### WORK ITEM
All lines of the records below that contain the word "prelude" must be listed.

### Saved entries

>>>>

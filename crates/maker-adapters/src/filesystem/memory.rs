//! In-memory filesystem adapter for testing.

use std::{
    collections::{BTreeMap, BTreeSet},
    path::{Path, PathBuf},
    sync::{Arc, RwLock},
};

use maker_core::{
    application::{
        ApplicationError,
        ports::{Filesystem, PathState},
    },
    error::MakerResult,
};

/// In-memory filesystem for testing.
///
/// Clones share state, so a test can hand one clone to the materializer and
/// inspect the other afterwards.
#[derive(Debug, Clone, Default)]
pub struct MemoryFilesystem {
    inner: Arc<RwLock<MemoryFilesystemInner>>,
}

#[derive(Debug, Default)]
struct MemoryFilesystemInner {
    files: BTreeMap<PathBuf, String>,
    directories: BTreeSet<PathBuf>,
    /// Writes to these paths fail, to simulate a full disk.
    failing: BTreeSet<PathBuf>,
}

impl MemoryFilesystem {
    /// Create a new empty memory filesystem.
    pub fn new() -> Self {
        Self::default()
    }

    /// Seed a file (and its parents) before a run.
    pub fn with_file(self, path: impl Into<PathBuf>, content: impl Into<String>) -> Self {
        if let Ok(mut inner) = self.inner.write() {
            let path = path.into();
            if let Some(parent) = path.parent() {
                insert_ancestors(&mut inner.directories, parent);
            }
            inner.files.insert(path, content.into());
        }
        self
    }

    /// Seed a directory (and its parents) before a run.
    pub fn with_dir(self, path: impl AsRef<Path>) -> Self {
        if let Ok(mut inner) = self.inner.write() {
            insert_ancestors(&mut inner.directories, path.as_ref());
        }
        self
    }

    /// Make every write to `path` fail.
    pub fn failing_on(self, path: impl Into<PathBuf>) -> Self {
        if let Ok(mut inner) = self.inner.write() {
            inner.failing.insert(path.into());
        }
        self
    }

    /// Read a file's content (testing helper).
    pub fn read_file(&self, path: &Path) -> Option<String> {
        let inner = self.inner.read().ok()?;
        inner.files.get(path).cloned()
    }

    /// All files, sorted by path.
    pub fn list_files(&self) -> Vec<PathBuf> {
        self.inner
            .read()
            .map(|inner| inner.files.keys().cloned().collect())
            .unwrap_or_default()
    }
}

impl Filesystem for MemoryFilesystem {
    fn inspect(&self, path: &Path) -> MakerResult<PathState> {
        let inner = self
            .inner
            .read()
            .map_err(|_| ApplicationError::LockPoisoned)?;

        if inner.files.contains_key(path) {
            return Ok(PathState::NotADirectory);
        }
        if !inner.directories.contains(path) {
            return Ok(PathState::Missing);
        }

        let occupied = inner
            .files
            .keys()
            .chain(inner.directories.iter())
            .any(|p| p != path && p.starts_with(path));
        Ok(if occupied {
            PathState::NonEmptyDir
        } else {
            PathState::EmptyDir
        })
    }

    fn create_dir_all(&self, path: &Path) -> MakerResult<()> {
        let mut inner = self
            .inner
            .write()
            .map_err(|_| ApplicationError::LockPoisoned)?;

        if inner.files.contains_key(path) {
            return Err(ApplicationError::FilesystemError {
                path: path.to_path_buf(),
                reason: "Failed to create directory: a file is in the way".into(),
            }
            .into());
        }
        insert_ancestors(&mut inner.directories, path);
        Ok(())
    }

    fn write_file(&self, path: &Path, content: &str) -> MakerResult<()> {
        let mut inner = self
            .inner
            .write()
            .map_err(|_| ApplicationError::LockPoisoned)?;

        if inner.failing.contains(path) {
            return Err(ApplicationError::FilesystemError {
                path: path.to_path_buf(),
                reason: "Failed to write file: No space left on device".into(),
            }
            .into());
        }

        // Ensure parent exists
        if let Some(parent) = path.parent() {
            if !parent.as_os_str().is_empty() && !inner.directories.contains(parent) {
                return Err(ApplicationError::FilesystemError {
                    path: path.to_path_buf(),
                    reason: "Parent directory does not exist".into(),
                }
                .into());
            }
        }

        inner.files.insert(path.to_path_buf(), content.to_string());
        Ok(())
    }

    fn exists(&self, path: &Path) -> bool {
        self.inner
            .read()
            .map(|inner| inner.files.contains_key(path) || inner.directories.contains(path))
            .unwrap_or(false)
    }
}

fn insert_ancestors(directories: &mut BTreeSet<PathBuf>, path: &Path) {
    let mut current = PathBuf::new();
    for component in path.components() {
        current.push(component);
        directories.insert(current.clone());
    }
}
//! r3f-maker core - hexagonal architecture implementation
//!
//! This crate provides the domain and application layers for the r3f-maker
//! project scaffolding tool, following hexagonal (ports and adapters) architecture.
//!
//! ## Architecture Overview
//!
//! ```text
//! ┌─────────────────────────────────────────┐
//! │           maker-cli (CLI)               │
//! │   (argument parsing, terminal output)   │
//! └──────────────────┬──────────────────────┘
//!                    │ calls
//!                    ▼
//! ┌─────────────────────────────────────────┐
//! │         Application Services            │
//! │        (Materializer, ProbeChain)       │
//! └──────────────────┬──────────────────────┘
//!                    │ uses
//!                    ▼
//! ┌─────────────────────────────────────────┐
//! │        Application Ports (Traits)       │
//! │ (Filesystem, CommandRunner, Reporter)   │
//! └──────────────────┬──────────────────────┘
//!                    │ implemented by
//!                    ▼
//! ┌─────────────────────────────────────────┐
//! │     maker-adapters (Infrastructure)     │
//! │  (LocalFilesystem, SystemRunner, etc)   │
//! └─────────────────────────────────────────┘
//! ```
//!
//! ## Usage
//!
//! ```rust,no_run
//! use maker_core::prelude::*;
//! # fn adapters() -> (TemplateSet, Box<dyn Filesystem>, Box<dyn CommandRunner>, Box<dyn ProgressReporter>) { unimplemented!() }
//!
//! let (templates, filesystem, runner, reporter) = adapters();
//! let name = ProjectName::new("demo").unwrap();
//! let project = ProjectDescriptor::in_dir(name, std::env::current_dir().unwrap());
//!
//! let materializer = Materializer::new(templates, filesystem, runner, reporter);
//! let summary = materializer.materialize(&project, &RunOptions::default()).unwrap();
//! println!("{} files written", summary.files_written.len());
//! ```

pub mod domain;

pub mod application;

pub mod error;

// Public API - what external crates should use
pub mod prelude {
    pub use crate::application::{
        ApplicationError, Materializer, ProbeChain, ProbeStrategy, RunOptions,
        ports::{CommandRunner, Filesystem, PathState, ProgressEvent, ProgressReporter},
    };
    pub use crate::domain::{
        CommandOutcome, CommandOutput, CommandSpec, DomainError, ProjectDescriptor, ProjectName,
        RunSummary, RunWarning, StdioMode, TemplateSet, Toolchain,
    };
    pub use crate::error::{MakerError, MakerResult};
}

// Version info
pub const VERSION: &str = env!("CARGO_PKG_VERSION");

<<<<

### PROBLEM SOLUTION
//! use maker_core::prelude::*;
pub mod prelude {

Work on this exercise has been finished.